What is needed is a faithful copy of all the records.
○ ○ ○
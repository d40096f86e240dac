use richfetch::core::system_info::{BatteryStatus, CpuSample, OsIdentity, SensorReading, Usage};
use richfetch::{FetchError, MetricsProvider, Result};
use std::collections::HashMap;
use std::net::IpAddr;

pub const GIB: u64 = 1024 * 1024 * 1024;
pub const NOW: i64 = 1_700_000_000;

/// A simulated host with every metric under test control
#[derive(Debug, Clone)]
pub struct ScriptedHost {
    pub os_name: Option<String>,
    pub username: Option<String>,
    pub hostname: String,
    pub boot_time: u64,
    pub env: HashMap<String, String>,
    pub cpu: CpuSample,
    pub sensors: Vec<SensorReading>,
    pub battery: Option<BatteryStatus>,
    pub battery_fails: bool,
    pub memory: Usage,
    pub disk: Option<Usage>,
    pub private_ip: Option<IpAddr>,
    pub public_ip: Option<String>,
}

impl ScriptedHost {
    /// A laptop exposing every metric
    pub fn laptop() -> Self {
        let mut env = HashMap::new();
        env.insert("DESKTOP_SESSION".to_string(), "plasma".to_string());

        Self {
            os_name: Some("Arch Linux".to_string()),
            username: Some("ada".to_string()),
            hostname: "engine".to_string(),
            boot_time: (NOW as u64) - (2 * 3600 + 5 * 60 + 30),
            env,
            cpu: CpuSample {
                brand: "Intel(R) Core(TM) i7-1165G7 @ 2.80GHz".to_string(),
                usage_percent: 23.4,
            },
            sensors: vec![
                SensorReading {
                    chip: "acpitz".to_string(),
                    label: "acpitz temp1".to_string(),
                    celsius: 41.0,
                },
                SensorReading {
                    chip: "coretemp".to_string(),
                    label: "coretemp Package id 0".to_string(),
                    celsius: 63.0,
                },
            ],
            battery: Some(BatteryStatus {
                percent: 57.5,
                plugged: false,
            }),
            battery_fails: false,
            memory: Usage::new(8 * GIB, 16 * GIB),
            disk: Some(Usage::new(200 * GIB, 500 * GIB)),
            private_ip: "10.0.0.12".parse().ok(),
            public_ip: Some("198.51.100.4".to_string()),
        }
    }

    /// A desktop with no battery, no sensors and no desktop session
    pub fn headless_desktop() -> Self {
        Self {
            env: HashMap::new(),
            sensors: vec![],
            battery: None,
            ..Self::laptop()
        }
    }
}

impl MetricsProvider for ScriptedHost {
    fn os_identity(&self) -> Result<OsIdentity> {
        let name = self
            .os_name
            .clone()
            .ok_or_else(|| FetchError::os_identity("os-release missing"))?;
        Ok(richfetch::core::system_info::os::from_pretty_name(name))
    }

    fn username(&self) -> Result<String> {
        self.username
            .clone()
            .ok_or_else(|| FetchError::identity("no login name"))
    }

    fn hostname(&self) -> Result<String> {
        Ok(self.hostname.clone())
    }

    fn boot_time(&self) -> u64 {
        self.boot_time
    }

    fn env_var(&self, name: &str) -> Option<String> {
        self.env.get(name).cloned()
    }

    fn cpu(&self) -> CpuSample {
        self.cpu.clone()
    }

    fn temperature_sensors(&self) -> Vec<SensorReading> {
        self.sensors.clone()
    }

    fn battery(&self) -> Result<Option<BatteryStatus>> {
        if self.battery_fails {
            return Err(FetchError::other("power supply class unreadable"));
        }
        Ok(self.battery)
    }

    fn memory(&self) -> Usage {
        self.memory
    }

    fn root_volume(&self) -> Option<Usage> {
        self.disk
    }

    fn private_ip(&self) -> Result<IpAddr> {
        self.private_ip
            .ok_or_else(|| FetchError::network("Network is unreachable"))
    }

    fn public_ip(&self) -> Result<String> {
        self.public_ip
            .clone()
            .ok_or_else(|| FetchError::network("dns error: failed to lookup address"))
    }
}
○ ○ ○
THE ANSWER:
repository d40096f86e240dac
use richfetch::core::system_info::{BatteryStatus, CpuSample, OsIdentity, SensorReading, Usage};
use richfetch::{FetchError, MetricsProvider, Result};
use std::collections::HashMap;
use std::net::IpAddr;

pub const GIB: u64 = 1024 * 1024 * 1024;
pub const NOW: i64 = 1_700_000_000;

/// A simulated host with every metric under test control
#[derive(Debug, Clone)]
pub struct ScriptedHost {
    pub os_name: Option<String>,
    pub username: Option<String>,
    pub hostname: String,
    pub boot_time: u64,
    pub env: HashMap<String, String>,
    pub cpu: CpuSample,
    pub sensors: Vec<SensorReading>,
    pub battery: Option<BatteryStatus>,
    pub battery_fails: bool,
    pub memory: Usage,
    pub disk: Option<Usage>,
    pub private_ip: Option<IpAddr>,
    pub public_ip: Option<String>,
}

impl ScriptedHost {
    /// A laptop exposing every metric
    pub fn laptop() -> Self {
        let mut env = HashMap::new();
        env.insert("DESKTOP_SESSION".to_string(), "plasma".to_string());

        Self {
            os_name: Some("Arch Linux".to_string()),
            username: Some("ada".to_string()),
            hostname: "engine".to_string(),
            boot_time: (NOW as u64) - (2 * 3600 + 5 * 60 + 30),
            env,
            cpu: CpuSample {
                brand: "Intel(R) Core(TM) i7-1165G7 @ 2.80GHz".to_string(),
                usage_percent: 23.4,
            },
            sensors: vec![
                SensorReading {
                    chip: "acpitz".to_string(),
                    label: "acpitz temp1".to_string(),
                    celsius: 41.0,
                },
                SensorReading {
                    chip: "coretemp".to_string(),
                    label: "coretemp Package id 0".to_string(),
                    celsius: 63.0,
                },
            ],
            battery: Some(BatteryStatus {
                percent: 57.5,
                plugged: false,
            }),
            battery_fails: false,
            memory: Usage::new(8 * GIB, 16 * GIB),
            disk: Some(Usage::new(200 * GIB, 500 * GIB)),
            private_ip: "10.0.0.12".parse().ok(),
            public_ip: Some("198.51.100.4".to_string()),
        }
    }

    /// A desktop with no battery, no sensors and no desktop session
    pub fn headless_desktop() -> Self {
        Self {
            env: HashMap::new(),
            sensors: vec![],
            battery: None,
            ..Self::laptop()
        }
    }
}

impl MetricsProvider for ScriptedHost {
    fn os_identity(&self) -> Result<OsIdentity> {
        let name = self
            .os_name
            .clone()
            .ok_or_else(|| FetchError::os_identity("os-release missing"))?;
        Ok(richfetch::core::system_info::os::from_pretty_name(name))
    }

    fn username(&self) -> Result<String> {
        self.username
            .clone()
            .ok_or_else(|| FetchError::identity("no login name"))
    }

    fn hostname(&self) -> Result<String> {
        Ok(self.hostname.clone())
    }

    fn boot_time(&self) -> u64 {
        self.boot_time
    }

    fn env_var(&self, name: &str) -> Option<String> {
        self.env.get(name).cloned()
    }

    fn cpu(&self) -> CpuSample {
        self.cpu.clone()
    }

    fn temperature_sensors(&self) -> Vec<SensorReading> {
        self.sensors.clone()
    }

    fn battery(&self) -> Result<Option<BatteryStatus>> {
        if self.battery_fails {
            return Err(FetchError::other("power supply class unreadable"));
        }
        Ok(self.battery)
    }

    fn memory(&self) -> Usage {
        self.memory
    }

    fn root_volume(&self) -> Option<Usage> {
        self.disk
    }

    fn private_ip(&self) -> Result<IpAddr> {
        self.private_ip
            .ok_or_else(|| FetchError::network("Network is unreachable"))
    }

    fn public_ip(&self) -> Result<String> {
        self.public_ip
            .clone()
            .ok_or_else(|| FetchError::network("dns error: failed to lookup address"))
    }
}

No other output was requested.